**Work request:**
Reproduce exactly, from the data that follows, the line with "RevenueResult<(NaiveDate, DateRange, DateRange)>", the line with "if as_of < effective", and every line that lies between them.

**Information given:**

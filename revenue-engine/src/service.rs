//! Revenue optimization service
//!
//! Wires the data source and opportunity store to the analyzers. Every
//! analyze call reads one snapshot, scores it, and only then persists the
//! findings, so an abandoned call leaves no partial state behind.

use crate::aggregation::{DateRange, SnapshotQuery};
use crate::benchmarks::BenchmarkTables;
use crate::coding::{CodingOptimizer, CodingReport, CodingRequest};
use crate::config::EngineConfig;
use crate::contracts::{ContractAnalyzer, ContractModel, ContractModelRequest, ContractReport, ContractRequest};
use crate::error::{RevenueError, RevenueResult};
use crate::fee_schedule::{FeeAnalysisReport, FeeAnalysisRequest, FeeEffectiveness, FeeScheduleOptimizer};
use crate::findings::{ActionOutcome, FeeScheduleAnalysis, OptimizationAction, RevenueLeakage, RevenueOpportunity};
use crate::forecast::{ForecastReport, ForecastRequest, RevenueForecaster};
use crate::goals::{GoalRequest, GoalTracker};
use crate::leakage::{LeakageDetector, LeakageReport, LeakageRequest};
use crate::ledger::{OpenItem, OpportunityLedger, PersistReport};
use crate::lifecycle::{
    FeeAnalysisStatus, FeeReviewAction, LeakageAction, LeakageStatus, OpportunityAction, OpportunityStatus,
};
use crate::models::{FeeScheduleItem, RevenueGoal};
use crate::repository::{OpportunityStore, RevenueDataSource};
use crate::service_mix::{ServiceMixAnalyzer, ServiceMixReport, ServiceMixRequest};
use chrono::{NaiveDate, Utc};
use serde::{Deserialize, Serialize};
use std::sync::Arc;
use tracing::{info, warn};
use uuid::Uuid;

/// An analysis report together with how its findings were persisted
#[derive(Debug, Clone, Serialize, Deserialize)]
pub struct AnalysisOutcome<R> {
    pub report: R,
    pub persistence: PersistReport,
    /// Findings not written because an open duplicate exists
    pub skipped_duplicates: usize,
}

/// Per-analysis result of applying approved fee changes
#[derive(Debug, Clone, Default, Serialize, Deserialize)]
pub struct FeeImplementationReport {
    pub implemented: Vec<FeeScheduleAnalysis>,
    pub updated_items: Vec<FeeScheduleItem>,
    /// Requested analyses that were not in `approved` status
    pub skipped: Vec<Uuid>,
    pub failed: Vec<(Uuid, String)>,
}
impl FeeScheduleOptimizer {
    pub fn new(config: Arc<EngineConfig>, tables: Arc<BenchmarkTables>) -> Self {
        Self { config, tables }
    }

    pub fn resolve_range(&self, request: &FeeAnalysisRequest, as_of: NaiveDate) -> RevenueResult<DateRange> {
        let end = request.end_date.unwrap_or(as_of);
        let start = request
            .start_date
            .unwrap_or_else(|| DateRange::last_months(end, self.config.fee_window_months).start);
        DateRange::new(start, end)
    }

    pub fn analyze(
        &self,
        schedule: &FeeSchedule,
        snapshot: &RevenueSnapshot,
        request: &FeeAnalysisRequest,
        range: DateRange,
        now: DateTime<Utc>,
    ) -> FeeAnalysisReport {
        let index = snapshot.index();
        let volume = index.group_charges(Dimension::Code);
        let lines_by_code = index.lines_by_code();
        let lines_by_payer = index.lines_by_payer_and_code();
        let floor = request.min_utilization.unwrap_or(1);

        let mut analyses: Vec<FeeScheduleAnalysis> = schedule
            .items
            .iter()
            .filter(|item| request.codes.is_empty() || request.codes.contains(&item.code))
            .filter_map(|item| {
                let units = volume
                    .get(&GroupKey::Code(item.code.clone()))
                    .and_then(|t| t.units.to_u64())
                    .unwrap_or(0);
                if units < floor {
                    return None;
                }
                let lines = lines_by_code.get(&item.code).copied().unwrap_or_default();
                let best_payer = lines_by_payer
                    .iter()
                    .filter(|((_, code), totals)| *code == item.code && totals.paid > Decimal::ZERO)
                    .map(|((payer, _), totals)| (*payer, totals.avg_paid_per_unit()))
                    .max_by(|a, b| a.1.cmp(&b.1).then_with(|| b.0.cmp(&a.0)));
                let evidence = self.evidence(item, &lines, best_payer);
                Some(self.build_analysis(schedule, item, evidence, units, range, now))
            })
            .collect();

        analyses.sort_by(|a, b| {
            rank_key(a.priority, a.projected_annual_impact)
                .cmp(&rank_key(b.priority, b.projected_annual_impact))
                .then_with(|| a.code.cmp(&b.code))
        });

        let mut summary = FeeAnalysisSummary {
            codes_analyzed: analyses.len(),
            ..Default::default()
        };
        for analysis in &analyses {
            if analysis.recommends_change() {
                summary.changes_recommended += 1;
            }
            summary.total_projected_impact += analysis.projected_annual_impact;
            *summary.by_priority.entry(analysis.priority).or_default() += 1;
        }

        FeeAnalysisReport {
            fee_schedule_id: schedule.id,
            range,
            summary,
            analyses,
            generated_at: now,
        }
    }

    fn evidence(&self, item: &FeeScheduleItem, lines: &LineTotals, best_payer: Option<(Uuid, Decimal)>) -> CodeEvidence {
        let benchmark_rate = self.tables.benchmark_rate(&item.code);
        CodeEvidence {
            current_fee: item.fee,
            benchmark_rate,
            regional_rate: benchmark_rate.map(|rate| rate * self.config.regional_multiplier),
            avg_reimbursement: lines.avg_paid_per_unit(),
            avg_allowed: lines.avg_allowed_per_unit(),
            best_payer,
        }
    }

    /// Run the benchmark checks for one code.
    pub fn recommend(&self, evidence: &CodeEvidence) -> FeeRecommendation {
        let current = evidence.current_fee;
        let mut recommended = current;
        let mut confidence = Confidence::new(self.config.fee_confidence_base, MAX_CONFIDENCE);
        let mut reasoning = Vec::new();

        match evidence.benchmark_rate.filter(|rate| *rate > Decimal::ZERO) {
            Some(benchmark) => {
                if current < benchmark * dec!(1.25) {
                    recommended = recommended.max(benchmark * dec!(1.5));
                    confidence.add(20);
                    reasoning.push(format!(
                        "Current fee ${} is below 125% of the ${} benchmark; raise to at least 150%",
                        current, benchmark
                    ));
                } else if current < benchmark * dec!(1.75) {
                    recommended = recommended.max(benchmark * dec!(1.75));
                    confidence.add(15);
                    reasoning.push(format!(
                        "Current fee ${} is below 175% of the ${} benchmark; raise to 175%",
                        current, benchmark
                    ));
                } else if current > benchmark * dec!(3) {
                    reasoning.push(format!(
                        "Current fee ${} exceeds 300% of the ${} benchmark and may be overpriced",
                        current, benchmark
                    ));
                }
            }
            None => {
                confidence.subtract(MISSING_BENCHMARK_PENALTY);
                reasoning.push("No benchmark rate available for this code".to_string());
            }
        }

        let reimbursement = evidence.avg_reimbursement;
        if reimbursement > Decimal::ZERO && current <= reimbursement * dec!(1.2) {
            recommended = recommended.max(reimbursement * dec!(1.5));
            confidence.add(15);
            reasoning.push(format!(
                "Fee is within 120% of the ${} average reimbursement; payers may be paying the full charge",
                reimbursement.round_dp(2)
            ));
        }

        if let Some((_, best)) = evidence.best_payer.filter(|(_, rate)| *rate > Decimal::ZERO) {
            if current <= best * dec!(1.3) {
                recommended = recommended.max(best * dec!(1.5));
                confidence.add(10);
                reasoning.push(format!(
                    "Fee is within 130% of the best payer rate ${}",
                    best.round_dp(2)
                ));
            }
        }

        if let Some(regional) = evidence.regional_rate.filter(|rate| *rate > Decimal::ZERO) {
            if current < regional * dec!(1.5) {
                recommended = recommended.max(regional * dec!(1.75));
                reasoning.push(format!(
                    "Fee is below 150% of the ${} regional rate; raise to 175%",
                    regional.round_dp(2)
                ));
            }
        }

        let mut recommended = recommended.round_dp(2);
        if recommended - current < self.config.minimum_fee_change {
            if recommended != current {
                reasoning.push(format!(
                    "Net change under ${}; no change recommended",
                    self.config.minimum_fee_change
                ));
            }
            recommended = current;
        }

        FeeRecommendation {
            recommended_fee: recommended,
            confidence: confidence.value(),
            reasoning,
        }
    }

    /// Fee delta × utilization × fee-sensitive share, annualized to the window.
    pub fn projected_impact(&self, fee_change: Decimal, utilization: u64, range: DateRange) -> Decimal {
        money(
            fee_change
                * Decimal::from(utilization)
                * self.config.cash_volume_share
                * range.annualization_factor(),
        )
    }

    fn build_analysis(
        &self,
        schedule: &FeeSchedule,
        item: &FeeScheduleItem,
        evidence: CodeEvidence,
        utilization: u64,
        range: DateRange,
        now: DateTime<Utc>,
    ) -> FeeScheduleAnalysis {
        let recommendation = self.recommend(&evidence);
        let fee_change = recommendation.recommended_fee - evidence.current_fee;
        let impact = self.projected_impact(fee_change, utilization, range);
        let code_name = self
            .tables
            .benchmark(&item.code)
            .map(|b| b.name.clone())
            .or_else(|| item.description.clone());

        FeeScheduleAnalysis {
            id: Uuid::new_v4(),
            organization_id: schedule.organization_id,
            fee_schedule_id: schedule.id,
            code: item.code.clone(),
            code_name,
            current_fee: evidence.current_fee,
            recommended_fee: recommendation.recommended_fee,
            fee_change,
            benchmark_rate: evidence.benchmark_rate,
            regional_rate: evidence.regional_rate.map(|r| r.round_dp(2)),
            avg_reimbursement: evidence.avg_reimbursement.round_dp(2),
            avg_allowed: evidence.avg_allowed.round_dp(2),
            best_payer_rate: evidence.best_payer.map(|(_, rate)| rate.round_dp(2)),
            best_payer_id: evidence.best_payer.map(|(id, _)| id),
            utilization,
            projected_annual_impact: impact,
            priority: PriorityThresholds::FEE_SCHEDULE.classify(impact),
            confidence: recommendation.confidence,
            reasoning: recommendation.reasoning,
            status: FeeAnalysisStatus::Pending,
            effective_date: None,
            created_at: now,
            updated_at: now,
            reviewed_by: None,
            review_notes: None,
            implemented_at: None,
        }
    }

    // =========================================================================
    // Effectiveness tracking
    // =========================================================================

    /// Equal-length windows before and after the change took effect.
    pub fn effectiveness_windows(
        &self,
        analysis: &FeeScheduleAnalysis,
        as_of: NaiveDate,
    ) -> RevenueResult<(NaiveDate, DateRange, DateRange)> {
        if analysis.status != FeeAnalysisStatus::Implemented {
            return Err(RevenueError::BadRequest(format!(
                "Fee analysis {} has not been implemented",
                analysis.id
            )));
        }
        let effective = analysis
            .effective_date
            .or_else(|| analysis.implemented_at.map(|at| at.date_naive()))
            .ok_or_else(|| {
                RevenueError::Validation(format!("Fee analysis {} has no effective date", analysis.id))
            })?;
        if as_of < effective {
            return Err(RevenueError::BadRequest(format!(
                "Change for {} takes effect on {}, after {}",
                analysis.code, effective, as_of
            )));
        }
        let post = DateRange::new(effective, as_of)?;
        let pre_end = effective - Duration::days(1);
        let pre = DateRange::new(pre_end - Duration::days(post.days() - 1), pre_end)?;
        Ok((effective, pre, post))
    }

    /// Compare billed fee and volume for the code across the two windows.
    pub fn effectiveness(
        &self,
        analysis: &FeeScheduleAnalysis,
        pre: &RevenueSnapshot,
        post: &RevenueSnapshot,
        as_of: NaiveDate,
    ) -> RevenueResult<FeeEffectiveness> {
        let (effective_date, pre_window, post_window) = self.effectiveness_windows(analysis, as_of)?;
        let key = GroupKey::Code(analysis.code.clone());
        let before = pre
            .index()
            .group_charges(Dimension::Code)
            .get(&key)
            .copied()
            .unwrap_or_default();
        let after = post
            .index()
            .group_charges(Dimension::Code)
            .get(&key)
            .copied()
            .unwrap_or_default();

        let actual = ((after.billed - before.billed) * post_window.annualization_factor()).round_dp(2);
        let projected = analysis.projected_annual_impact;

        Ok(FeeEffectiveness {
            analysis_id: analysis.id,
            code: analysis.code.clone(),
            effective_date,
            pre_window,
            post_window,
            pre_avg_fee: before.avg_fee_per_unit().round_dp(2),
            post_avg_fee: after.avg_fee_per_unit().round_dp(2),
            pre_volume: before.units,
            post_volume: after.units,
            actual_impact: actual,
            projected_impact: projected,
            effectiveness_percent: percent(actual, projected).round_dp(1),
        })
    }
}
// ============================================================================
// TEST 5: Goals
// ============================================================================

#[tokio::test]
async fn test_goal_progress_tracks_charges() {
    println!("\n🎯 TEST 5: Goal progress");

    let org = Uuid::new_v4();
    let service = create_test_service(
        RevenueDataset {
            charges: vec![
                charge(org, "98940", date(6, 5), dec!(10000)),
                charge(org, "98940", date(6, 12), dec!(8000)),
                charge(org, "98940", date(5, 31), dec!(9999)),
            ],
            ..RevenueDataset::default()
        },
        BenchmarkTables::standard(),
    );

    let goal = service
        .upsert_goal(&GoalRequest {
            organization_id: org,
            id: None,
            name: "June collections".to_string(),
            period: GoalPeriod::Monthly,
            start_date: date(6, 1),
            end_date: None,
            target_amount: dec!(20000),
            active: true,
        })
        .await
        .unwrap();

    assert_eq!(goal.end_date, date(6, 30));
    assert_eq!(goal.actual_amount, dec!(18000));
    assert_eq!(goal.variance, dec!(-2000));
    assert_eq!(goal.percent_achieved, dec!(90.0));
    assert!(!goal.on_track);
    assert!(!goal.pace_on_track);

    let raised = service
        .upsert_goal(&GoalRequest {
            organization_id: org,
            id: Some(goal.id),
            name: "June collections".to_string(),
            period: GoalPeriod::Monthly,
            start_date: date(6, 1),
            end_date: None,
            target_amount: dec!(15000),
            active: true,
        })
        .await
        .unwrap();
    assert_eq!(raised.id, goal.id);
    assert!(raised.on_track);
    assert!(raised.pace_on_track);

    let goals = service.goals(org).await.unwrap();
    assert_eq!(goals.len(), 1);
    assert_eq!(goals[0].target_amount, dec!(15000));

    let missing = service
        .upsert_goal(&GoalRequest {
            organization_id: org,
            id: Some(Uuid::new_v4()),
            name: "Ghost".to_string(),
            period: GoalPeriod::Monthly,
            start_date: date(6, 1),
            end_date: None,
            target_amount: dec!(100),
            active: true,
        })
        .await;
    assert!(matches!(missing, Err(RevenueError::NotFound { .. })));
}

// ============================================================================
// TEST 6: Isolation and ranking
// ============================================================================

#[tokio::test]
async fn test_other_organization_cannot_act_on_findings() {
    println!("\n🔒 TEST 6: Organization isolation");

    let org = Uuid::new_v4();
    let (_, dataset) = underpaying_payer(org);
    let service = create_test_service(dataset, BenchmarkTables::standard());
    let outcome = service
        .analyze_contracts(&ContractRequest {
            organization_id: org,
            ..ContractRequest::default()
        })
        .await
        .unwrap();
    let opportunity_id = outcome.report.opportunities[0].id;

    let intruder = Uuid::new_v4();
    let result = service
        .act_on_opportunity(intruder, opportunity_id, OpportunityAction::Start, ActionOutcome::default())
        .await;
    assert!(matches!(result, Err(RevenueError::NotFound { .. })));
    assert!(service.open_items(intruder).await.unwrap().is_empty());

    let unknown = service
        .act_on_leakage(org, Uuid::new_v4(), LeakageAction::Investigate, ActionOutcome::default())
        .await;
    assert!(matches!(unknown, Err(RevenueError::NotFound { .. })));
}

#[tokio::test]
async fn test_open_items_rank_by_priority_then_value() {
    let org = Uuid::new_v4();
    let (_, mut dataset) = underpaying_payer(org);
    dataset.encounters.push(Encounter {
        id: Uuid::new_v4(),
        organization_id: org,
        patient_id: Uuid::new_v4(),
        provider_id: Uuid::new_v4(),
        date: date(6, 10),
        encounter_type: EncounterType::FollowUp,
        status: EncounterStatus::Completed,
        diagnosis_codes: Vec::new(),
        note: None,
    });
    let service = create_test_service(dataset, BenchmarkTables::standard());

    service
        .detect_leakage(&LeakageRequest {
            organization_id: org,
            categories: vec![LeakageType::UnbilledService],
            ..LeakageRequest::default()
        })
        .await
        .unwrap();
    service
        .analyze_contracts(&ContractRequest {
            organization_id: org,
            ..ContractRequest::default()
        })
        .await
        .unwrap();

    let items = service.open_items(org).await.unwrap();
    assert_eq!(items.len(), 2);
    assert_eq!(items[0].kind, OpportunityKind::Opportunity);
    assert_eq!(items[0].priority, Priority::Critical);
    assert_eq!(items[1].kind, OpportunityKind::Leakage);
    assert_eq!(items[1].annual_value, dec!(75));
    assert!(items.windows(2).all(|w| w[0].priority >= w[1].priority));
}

* * *

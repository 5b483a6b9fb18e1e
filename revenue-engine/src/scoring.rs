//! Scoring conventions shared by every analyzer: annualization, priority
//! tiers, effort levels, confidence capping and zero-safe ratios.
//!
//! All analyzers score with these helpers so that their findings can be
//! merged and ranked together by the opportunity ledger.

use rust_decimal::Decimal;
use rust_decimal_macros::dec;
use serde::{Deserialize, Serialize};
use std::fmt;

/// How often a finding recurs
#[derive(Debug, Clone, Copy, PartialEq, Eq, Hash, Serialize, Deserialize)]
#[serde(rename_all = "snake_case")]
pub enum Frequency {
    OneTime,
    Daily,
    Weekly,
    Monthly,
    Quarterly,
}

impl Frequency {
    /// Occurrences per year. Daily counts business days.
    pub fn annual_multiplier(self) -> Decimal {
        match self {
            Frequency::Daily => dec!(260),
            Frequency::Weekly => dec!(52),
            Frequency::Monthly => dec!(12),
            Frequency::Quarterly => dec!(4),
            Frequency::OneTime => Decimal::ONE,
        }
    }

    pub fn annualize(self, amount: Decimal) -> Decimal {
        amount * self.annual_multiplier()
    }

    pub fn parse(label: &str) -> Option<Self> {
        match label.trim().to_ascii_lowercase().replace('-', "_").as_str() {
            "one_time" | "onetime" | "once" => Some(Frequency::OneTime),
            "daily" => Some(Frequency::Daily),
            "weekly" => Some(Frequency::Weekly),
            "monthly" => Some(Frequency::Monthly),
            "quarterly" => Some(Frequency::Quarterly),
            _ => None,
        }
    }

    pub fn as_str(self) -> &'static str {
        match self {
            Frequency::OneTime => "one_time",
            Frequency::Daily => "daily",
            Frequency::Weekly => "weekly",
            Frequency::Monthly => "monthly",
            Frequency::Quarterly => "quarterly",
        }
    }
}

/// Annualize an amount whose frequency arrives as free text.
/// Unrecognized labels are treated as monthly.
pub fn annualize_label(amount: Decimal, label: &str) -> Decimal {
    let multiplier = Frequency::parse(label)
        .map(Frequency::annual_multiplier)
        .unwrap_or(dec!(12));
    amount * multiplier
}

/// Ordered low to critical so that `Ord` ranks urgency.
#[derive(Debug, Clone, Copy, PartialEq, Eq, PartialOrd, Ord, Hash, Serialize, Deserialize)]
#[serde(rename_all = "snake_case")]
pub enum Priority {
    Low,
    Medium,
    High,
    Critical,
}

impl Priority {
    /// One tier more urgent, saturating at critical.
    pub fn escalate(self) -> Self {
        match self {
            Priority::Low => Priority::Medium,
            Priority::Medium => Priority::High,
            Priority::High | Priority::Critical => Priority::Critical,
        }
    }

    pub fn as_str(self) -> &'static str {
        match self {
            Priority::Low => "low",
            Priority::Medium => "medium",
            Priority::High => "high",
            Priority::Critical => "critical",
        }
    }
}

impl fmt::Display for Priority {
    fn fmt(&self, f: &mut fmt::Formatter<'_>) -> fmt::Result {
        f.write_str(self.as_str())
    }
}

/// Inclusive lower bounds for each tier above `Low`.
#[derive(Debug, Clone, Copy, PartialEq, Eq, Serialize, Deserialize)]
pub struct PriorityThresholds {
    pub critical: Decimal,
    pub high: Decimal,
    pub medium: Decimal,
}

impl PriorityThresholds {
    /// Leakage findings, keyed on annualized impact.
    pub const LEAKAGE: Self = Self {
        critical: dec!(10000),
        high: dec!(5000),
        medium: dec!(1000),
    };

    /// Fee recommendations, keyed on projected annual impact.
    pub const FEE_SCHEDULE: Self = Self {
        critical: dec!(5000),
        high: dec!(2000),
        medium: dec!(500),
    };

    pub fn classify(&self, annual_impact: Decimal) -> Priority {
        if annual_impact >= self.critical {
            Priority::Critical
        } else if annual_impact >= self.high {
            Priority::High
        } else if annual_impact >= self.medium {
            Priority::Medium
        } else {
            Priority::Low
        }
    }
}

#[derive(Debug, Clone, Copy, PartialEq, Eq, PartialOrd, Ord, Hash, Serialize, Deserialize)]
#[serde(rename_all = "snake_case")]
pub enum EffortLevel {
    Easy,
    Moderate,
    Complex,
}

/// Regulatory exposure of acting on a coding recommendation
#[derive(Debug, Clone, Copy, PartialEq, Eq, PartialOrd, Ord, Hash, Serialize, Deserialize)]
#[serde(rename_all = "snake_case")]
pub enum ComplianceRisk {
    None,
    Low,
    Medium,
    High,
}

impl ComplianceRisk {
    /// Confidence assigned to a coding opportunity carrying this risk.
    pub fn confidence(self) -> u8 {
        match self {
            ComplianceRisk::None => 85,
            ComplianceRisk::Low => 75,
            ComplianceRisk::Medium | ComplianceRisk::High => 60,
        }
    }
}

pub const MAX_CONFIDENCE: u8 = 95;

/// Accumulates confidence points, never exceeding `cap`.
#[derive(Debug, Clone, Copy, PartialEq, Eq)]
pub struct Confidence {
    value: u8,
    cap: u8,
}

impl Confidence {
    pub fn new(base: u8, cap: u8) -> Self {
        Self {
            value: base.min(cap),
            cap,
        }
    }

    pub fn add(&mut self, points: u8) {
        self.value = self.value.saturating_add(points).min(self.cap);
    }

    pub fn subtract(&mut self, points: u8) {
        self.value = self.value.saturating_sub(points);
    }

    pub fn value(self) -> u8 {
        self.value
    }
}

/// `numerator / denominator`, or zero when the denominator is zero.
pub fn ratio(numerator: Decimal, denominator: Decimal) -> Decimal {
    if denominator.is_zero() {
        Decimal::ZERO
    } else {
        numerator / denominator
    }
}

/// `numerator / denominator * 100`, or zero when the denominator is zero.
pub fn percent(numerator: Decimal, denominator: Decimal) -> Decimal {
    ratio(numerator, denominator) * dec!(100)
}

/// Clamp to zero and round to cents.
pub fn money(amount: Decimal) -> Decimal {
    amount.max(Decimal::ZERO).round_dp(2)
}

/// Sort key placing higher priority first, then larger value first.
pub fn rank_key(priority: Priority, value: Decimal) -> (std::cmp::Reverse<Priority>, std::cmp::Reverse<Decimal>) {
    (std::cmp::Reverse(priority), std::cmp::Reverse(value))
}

**Result:**
    ) -> RevenueResult<(NaiveDate, DateRange, DateRange)> {
        if analysis.status != FeeAnalysisStatus::Implemented {
            return Err(RevenueError::BadRequest(format!(
                "Fee analysis {} has not been implemented",
                analysis.id
            )));
        }
        let effective = analysis
            .effective_date
            .or_else(|| analysis.implemented_at.map(|at| at.date_naive()))
            .ok_or_else(|| {
                RevenueError::Validation(format!("Fee analysis {} has no effective date", analysis.id))
            })?;
        if as_of < effective {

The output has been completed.